Actomyosin contractility generated cooperatively by nonmuscle myosin II and actin filaments plays essential roles in a wide range of biological processes, such as cell motility, cytokinesis, and tissue morphogenesis. However, subcellular dynamics of actomyosin contractility underlying such processes remains elusive. Here, we demonstrate an optogenetic method to induce relaxation of actomyosin contractility at the subcellular level. The system, named OptoMYPT, combines a protein phosphatase 1c (PP1c)-binding domain of MYPT1 with an optogenetic dimerizer, so that it allows light-dependent recruitment of endogenous PP1c to the plasma membrane. Blue-light illumination is sufficient to induce dephosphorylation of myosin regulatory light chains and a decrease in actomyosin contractile force in mammalian cells and Xenopus embryos.
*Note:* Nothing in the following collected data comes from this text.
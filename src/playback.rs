//! Step-by-step traversal replay
//!
//! A [`Playback`] owns the tree being displayed, a pristine copy of it and
//! the materialized [`Traversal`]. Each [`Playback::step`] stamps one event
//! onto the displayed tree and appends it to a bounded log. Pacing is left
//! to the caller: a timer loop calls `step` while [`Playback::status`] is
//! [`PlaybackStatus::Playing`].

use std::collections::VecDeque;

use rand::Rng;
use tracing::{debug, trace};

use crate::layout::{LayoutConfig, TreeGenerator};
use crate::settings::Settings;
use crate::tree::{Step, Traversal, TraversalOrder, Tree};
use crate::TraverserError;

/// Most recent steps kept in the visible log
pub const MAX_LISTED_STEPS: usize = 30;

/// Where a session stands
#[derive(Debug, Clone, Copy, PartialEq, Eq, Default)]
pub enum PlaybackStatus {
    /// Nothing replayed since the last reset
    #[default]
    Idle,

    /// Caller should keep stepping
    Playing,

    /// Stopped part way
    Paused,

    /// Every step has been applied
    Finished,
}

/// Replay session over one tree
#[derive(Debug, Clone)]
pub struct Playback {
    pristine: Tree,
    tree: Tree,
    traversal: Traversal,
    cursor: usize,
    status: PlaybackStatus,
    log: VecDeque<Step>,
}

impl Playback {
    /// Start a session over `tree` replaying `order`
    ///
    /// Node states are cleared first so the pristine copy is all clean.
    pub fn new(mut tree: Tree, order: TraversalOrder) -> Self {
        tree.reset_states();
        let traversal = Traversal::new(&tree, order);
        Self {
            pristine: tree.clone(),
            tree,
            traversal,
            cursor: 0,
            status: PlaybackStatus::Idle,
            log: VecDeque::with_capacity(MAX_LISTED_STEPS),
        }
    }

    /// Grow a tree per `settings` on `layout` and start a session over it
    pub fn from_settings<R: Rng>(
        settings: &Settings,
        layout: LayoutConfig,
        rng: &mut R,
    ) -> Result<Self, TraverserError> {
        settings.validate()?;
        let generator = TreeGenerator::new(layout)?;
        let (tree, report) = generator.generate_with_rng(settings.node_count, rng)?;
        debug!(
            requested = report.requested,
            placed = report.placed,
            order = %settings.order,
            "starting playback session"
        );
        Ok(Self::new(tree, settings.order))
    }

    /// Tree as currently displayed
    pub fn tree(&self) -> &Tree {
        &self.tree
    }

    /// Sequence being replayed
    pub fn traversal(&self) -> &Traversal {
        &self.traversal
    }

    /// Selected order
    pub fn order(&self) -> TraversalOrder {
        self.traversal.order()
    }

    /// Index of the next step to apply
    pub fn cursor(&self) -> usize {
        self.cursor
    }

    /// Steps left to apply
    pub fn remaining(&self) -> usize {
        self.traversal.len() - self.cursor
    }

    /// Current status
    pub fn status(&self) -> PlaybackStatus {
        self.status
    }

    /// True once every step has been applied
    pub fn is_finished(&self) -> bool {
        self.status == PlaybackStatus::Finished
    }

    /// Visible log, oldest first, at most [`MAX_LISTED_STEPS`] entries
    pub fn log(&self) -> impl Iterator<Item = &Step> + '_ {
        self.log.iter()
    }

    /// Start, pause or resume; finished sessions stay finished
    pub fn toggle(&mut self) -> PlaybackStatus {
        self.status = match self.status {
            PlaybackStatus::Idle | PlaybackStatus::Paused => PlaybackStatus::Playing,
            PlaybackStatus::Playing => PlaybackStatus::Paused,
            PlaybackStatus::Finished => PlaybackStatus::Finished,
        };
        self.status
    }

    /// Apply the next step
    ///
    /// Returns `None` once the session is finished. The step that exhausts
    /// the sequence flips the status to [`PlaybackStatus::Finished`].
    pub fn step(&mut self) -> Option<Step> {
        if self.is_finished() {
            return None;
        }

        let Some(step) = self.traversal.get(self.cursor) else {
            self.status = PlaybackStatus::Finished;
            return None;
        };

        let stamped = self.tree.apply_state(step.node, step.state.into());
        trace!(cursor = self.cursor, node = step.node, state = %step.state, stamped, "step");

        if self.log.len() == MAX_LISTED_STEPS {
            self.log.pop_front();
        }
        self.log.push_back(step);
        self.cursor += 1;

        if self.cursor == self.traversal.len() {
            self.status = PlaybackStatus::Finished;
        }

        Some(step)
    }

    /// Back to a clean tree, empty log and cursor 0
    pub fn reset(&mut self) {
        self.tree = self.pristine.clone();
        self.log.clear();
        self.cursor = 0;
        self.status = PlaybackStatus::Idle;
    }

    /// Reset and recompute the sequence for `order`
    pub fn select_order(&mut self, order: TraversalOrder) {
        self.reset();
        self.traversal = Traversal::new(&self.pristine, order);
    }

    /// Reset onto a new tree, keeping the selected order
    pub fn replace_tree(&mut self, tree: Tree) {
        *self = Self::new(tree, self.order());
    }
}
The OptoMYPT system is further employed to understand the mechanics of actomyosin-based cortical tension and contractile ring tension during cytokinesis. We find that the relaxation of cortical tension at both poles by OptoMYPT accelerated the furrow ingression rate, revealing that the cortical tension substantially antagonizes constriction of the cleavage furrow. Based on these results, the OptoMYPT system provides opportunities to understand cellular and tissue mechanics.

Suggested Citation

  • Kei Yamamoto & Haruko Miura & Motohiko Ishida & Yusuke Mii & Noriyuki Kinoshita & Shinji Takada & Naoto Ueno & Satoshi Sawai & Yohei Kondo & Kazuhiro Aoki, 2021. "Optogenetic relaxation of actomyosin contractility uncovers mechanistic roles of cortical tension during cytokinesis," Nature Communications, Nature, vol. 12(1), pages 1-13, December.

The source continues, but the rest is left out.